EELV, à l’assaut de la France périphérique
C’est un cliché qui colle à la peau des écologistes français : ils seraient avant tout des urbains surdiplômés déconnectés des classes populaires et moyennes. Leurs passions ? Construire des pistes cyclables et des cours de récréation non-genrées, bannir les sapins de Noël et la viande, défendre l’intersectionnalité des luttes, quitte à promouvoir l’islamisme politique, ou encore pousser à la sobriété ceux qui se serrent déjà la ceinture. Des idées défendues en écriture inclusive bien sûr ! Ce positionnement permet de s’implanter dans plusieurs grandes villes, comme le prouvent les dernières municipales. En revanche, pour séduire le reste du territoire, c’est une autre paire de manches. Les 4,63% récoltés par Yannick Jadot au premier tour de la dernière présidentielle en sont la preuve. Oui mais voilà. Désormais, EELV fait partie de la Nupes, ce qui lui donne droit à 70 circonscriptions, dont certaines bien éloignées du "biotope" dans lequel les Verts sont habitués à évoluer. Dans ces terres de conquête, les écolos doivent répondre à un sacré défi : s’adapter au terrain sans se renier. Une mission à laquelle quelques jeunes candidates s’attellent avec passion.
La carte du cru
Leur principal atout ? Connaissance du territoire et ancrage local. Marie Pochon, avocate lyonnaise, coordinatrice générale de l’association Notre Affaire à Tous a obtenu une certaine notoriété nationale en parvenant à faire condamner l’État pour "inaction climatique". Mais, candidate dans la très rurale troisième circonscription de la Drôme, elle met surtout en lumière ses racines locales. Son clip de campagne commence d’ailleurs par la phrase suivante : "Fille de la Drôme, fille de vignerons, attachée à ma terre". Il en est de même de Lumir Lapray. Diplômée de Sciences Po, passée par les campus américains, la militante aurait pu rester dans le confort douillet d’une grande métropole. Elle porte pourtant les couleurs de la Nupes sur sa terre natale située dans la seconde circonscription de l’Ain, dont une grande partie est composée de la banlieue pavillonnaire de Lyon réputée voter à droite.
"Fille de la Drôme, fille de vignerons, attachée à ma terre". Marie Pochon met en avant son ancrage territorial.

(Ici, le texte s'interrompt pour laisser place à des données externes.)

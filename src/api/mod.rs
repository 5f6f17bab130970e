//! REST API module.
//!
//! Admin handlers are generic over [`crate::models::Entity`] and mounted once
//! per collection; public handlers expose published content only.

mod dashboard;
mod datastore;
mod entities;
mod public;

pub use dashboard::*;
pub use datastore::*;
pub use entities::*;
pub use public::*;

use axum::{
    http::StatusCode,
    response::{IntoResponse, Response},
    Json,
};
use serde::Serialize;

use crate::errors::{AppError, AppErrorWithRevision};

/// Success response envelope.
#[derive(Debug, Serialize)]
#[serde(rename_all = "camelCase")]
pub struct ApiResponse<T: Serialize> {
    pub success: bool,
    pub data: T,
    pub revision_id: i64,
}

impl<T: Serialize> ApiResponse<T> {
    pub fn new(data: T, revision_id: i64) -> Self {
        Self {
            success: true,
            data,
            revision_id,
        }
    }
}

impl<T: Serialize> IntoResponse for ApiResponse<T> {
    fn into_response(self) -> Response {
        (StatusCode::OK, Json(self)).into_response()
    }
}

/// Response type that can be either success or error.
pub type ApiResult<T> = Result<ApiResponse<T>, AppErrorWithRevision>;

/// Create a successful API response.
pub fn success<T: Serialize>(data: T, revision_id: i64) -> ApiResult<T> {
    Ok(ApiResponse::new(data, revision_id))
}

/// Create an error API response.
pub fn error<T: Serialize>(err: AppError, revision_id: i64) -> ApiResult<T> {
    Err(AppErrorWithRevision {
        error: err,
        revision_id,
    })
}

Autre exemple, celui de Julia Mignacca militante EELV et candidate dans la troisième circonscription de l’Hérault où la macroniste Coralie Dubost ne se représente pas. "Ici, c’est chez moi confie la trentenaire qui décrit sa terre d’élection comme diverse avec une petite partie à Montpellier, une petite partie plus rurale qui touche le Gard et de nombreuses communes péri-urbaines". Plus proche de Paris, la militante Pauline Rapilly-Ferniot se présente sur une zone plus urbaine mais à évangéliser : Boulogne-Billancourt, "un lieu à la fois bourgeois mais avec un riche héritage ouvrier lié aux usines Renault".
Enjeux locaux
Alors que les Verts sont mondialistes et pro-européens, les candidates se centrent sur les enjeux locaux avec un prisme écologique. "Ma circonscription est très touchée par la sécheresse, est en première ligne face au changement climatique", explique Julia Mignacca qui observe que sur son territoire propice aux Gilets jaunes, les habitants sont nombreux à parler de la hausse du prix de l’essence, du coût de la vie. "L’occasion parfaite de convoquer l’écologie en expliquant les erreurs faites en misant sur le tout voiture, en fermant les trains locaux. En somme, je cherche à incarner l’écologie populaire du quotidien". Parmi les autres sujets évoqués : l’artificialisation des sols ou l’urbanisation galopante qui rogne les terres agricoles.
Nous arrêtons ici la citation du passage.